*** Opening Extracted data ***

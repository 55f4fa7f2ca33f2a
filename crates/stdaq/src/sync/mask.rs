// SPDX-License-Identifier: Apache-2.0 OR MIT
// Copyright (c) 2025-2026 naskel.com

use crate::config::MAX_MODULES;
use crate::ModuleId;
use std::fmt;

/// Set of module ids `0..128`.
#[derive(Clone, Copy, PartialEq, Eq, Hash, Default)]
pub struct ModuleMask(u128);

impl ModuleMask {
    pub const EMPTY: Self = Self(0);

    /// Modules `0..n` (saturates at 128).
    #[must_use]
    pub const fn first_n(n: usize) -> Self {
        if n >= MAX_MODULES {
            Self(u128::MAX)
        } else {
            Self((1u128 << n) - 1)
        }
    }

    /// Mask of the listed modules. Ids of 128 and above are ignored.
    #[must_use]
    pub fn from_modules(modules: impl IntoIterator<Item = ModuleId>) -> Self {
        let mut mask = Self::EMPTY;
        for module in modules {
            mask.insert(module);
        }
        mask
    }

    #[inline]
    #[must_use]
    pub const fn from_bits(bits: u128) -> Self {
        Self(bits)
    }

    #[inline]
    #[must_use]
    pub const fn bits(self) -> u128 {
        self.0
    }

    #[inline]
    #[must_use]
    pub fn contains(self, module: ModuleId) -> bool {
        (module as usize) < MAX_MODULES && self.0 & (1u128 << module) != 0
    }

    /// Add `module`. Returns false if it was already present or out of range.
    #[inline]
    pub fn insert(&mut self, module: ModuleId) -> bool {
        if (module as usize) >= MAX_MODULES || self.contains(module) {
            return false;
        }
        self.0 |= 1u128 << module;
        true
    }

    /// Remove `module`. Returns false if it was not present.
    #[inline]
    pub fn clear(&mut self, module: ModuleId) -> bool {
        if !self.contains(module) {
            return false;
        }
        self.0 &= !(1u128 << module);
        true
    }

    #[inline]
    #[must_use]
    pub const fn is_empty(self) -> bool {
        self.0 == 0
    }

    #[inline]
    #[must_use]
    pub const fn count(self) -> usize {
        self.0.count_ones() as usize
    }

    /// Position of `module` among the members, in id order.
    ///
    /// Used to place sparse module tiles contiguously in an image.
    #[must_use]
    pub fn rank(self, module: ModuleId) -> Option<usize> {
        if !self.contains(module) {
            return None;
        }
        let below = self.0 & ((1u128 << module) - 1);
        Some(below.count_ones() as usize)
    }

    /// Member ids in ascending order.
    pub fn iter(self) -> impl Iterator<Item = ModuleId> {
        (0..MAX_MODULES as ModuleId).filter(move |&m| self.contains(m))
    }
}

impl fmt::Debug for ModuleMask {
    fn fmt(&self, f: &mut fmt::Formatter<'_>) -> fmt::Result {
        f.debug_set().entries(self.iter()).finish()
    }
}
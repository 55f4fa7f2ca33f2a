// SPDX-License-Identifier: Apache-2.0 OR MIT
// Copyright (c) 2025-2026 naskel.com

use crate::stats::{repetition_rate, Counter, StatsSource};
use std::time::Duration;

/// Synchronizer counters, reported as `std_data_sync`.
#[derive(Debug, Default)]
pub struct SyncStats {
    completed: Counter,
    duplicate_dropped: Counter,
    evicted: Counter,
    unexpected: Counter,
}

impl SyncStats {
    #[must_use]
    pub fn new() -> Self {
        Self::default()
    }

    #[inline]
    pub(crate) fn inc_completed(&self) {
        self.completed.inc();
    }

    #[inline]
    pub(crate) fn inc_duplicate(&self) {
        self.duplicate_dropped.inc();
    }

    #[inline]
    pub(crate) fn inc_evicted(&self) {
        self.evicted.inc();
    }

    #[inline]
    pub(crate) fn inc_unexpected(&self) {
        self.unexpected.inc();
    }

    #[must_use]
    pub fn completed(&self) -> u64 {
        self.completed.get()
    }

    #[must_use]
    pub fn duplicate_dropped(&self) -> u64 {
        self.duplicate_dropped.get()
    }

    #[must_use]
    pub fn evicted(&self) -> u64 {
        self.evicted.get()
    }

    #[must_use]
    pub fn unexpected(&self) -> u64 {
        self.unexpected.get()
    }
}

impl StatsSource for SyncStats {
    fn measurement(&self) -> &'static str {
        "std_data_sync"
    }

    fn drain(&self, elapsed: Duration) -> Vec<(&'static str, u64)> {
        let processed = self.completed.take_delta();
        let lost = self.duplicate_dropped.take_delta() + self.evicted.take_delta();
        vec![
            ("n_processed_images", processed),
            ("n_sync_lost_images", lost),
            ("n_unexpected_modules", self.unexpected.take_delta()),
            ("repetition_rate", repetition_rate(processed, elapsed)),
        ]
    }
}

*** Closing Extracted data ***

Assigned task ::
Retype the entire listing word for word.

Answer to the exercise ::
repository 55f4fa7f2ca33f2a
filename crates/stdaq/src/sync/mask.rs
// SPDX-License-Identifier: Apache-2.0 OR MIT
// Copyright (c) 2025-2026 naskel.com

use crate::config::MAX_MODULES;
use crate::ModuleId;
use std::fmt;

/// Set of module ids `0..128`.
#[derive(Clone, Copy, PartialEq, Eq, Hash, Default)]
pub struct ModuleMask(u128);

impl ModuleMask {
    pub const EMPTY: Self = Self(0);

    /// Modules `0..n` (saturates at 128).
    #[must_use]
    pub const fn first_n(n: usize) -> Self {
        if n >= MAX_MODULES {
            Self(u128::MAX)
        } else {
            Self((1u128 << n) - 1)
        }
    }

    /// Mask of the listed modules. Ids of 128 and above are ignored.
    #[must_use]
    pub fn from_modules(modules: impl IntoIterator<Item = ModuleId>) -> Self {
        let mut mask = Self::EMPTY;
        for module in modules {
            mask.insert(module);
        }
        mask
    }

    #[inline]
    #[must_use]
    pub const fn from_bits(bits: u128) -> Self {
        Self(bits)
    }

    #[inline]
    #[must_use]
    pub const fn bits(self) -> u128 {
        self.0
    }

    #[inline]
    #[must_use]
    pub fn contains(self, module: ModuleId) -> bool {
        (module as usize) < MAX_MODULES && self.0 & (1u128 << module) != 0
    }

    /// Add `module`. Returns false if it was already present or out of range.
    #[inline]
    pub fn insert(&mut self, module: ModuleId) -> bool {
        if (module as usize) >= MAX_MODULES || self.contains(module) {
            return false;
        }
        self.0 |= 1u128 << module;
        true
    }

    /// Remove `module`. Returns false if it was not present.
    #[inline]
    pub fn clear(&mut self, module: ModuleId) -> bool {
        if !self.contains(module) {
            return false;
        }
        self.0 &= !(1u128 << module);
        true
    }

    #[inline]
    #[must_use]
    pub const fn is_empty(self) -> bool {
        self.0 == 0
    }

    #[inline]
    #[must_use]
    pub const fn count(self) -> usize {
        self.0.count_ones() as usize
    }

    /// Position of `module` among the members, in id order.
    ///
    /// Used to place sparse module tiles contiguously in an image.
    #[must_use]
    pub fn rank(self, module: ModuleId) -> Option<usize> {
        if !self.contains(module) {
            return None;
        }
        let below = self.0 & ((1u128 << module) - 1);
        Some(below.count_ones() as usize)
    }

    /// Member ids in ascending order.
    pub fn iter(self) -> impl Iterator<Item = ModuleId> {
        (0..MAX_MODULES as ModuleId).filter(move |&m| self.contains(m))
    }
}

impl fmt::Debug for ModuleMask {
    fn fmt(&self, f: &mut fmt::Formatter<'_>) -> fmt::Result {
        f.debug_set().entries(self.iter()).finish()
    }
}
repository 55f4fa7f2ca33f2a
// SPDX-License-Identifier: Apache-2.0 OR MIT
// Copyright (c) 2025-2026 naskel.com

use crate::stats::{repetition_rate, Counter, StatsSource};
use std::time::Duration;

/// Synchronizer counters, reported as `std_data_sync`.
#[derive(Debug, Default)]
pub struct SyncStats {
    completed: Counter,
    duplicate_dropped: Counter,
    evicted: Counter,
    unexpected: Counter,
}

impl SyncStats {
    #[must_use]
    pub fn new() -> Self {
        Self::default()
    }

    #[inline]
    pub(crate) fn inc_completed(&self) {
        self.completed.inc();
    }

    #[inline]
    pub(crate) fn inc_duplicate(&self) {
        self.duplicate_dropped.inc();
    }

    #[inline]
    pub(crate) fn inc_evicted(&self) {
        self.evicted.inc();
    }

    #[inline]
    pub(crate) fn inc_unexpected(&self) {
        self.unexpected.inc();
    }

    #[must_use]
    pub fn completed(&self) -> u64 {
        self.completed.get()
    }

    #[must_use]
    pub fn duplicate_dropped(&self) -> u64 {
        self.duplicate_dropped.get()
    }

    #[must_use]
    pub fn evicted(&self) -> u64 {
        self.evicted.get()
    }

    #[must_use]
    pub fn unexpected(&self) -> u64 {
        self.unexpected.get()
    }
}

impl StatsSource for SyncStats {
    fn measurement(&self) -> &'static str {
        "std_data_sync"
    }

    fn drain(&self, elapsed: Duration) -> Vec<(&'static str, u64)> {
        let processed = self.completed.take_delta();
        let lost = self.duplicate_dropped.take_delta() + self.evicted.take_delta();
        vec![
            ("n_processed_images", processed),
            ("n_sync_lost_images", lost),
            ("n_unexpected_modules", self.unexpected.take_delta()),
            ("repetition_rate", repetition_rate(processed, elapsed)),
        ]
    }
}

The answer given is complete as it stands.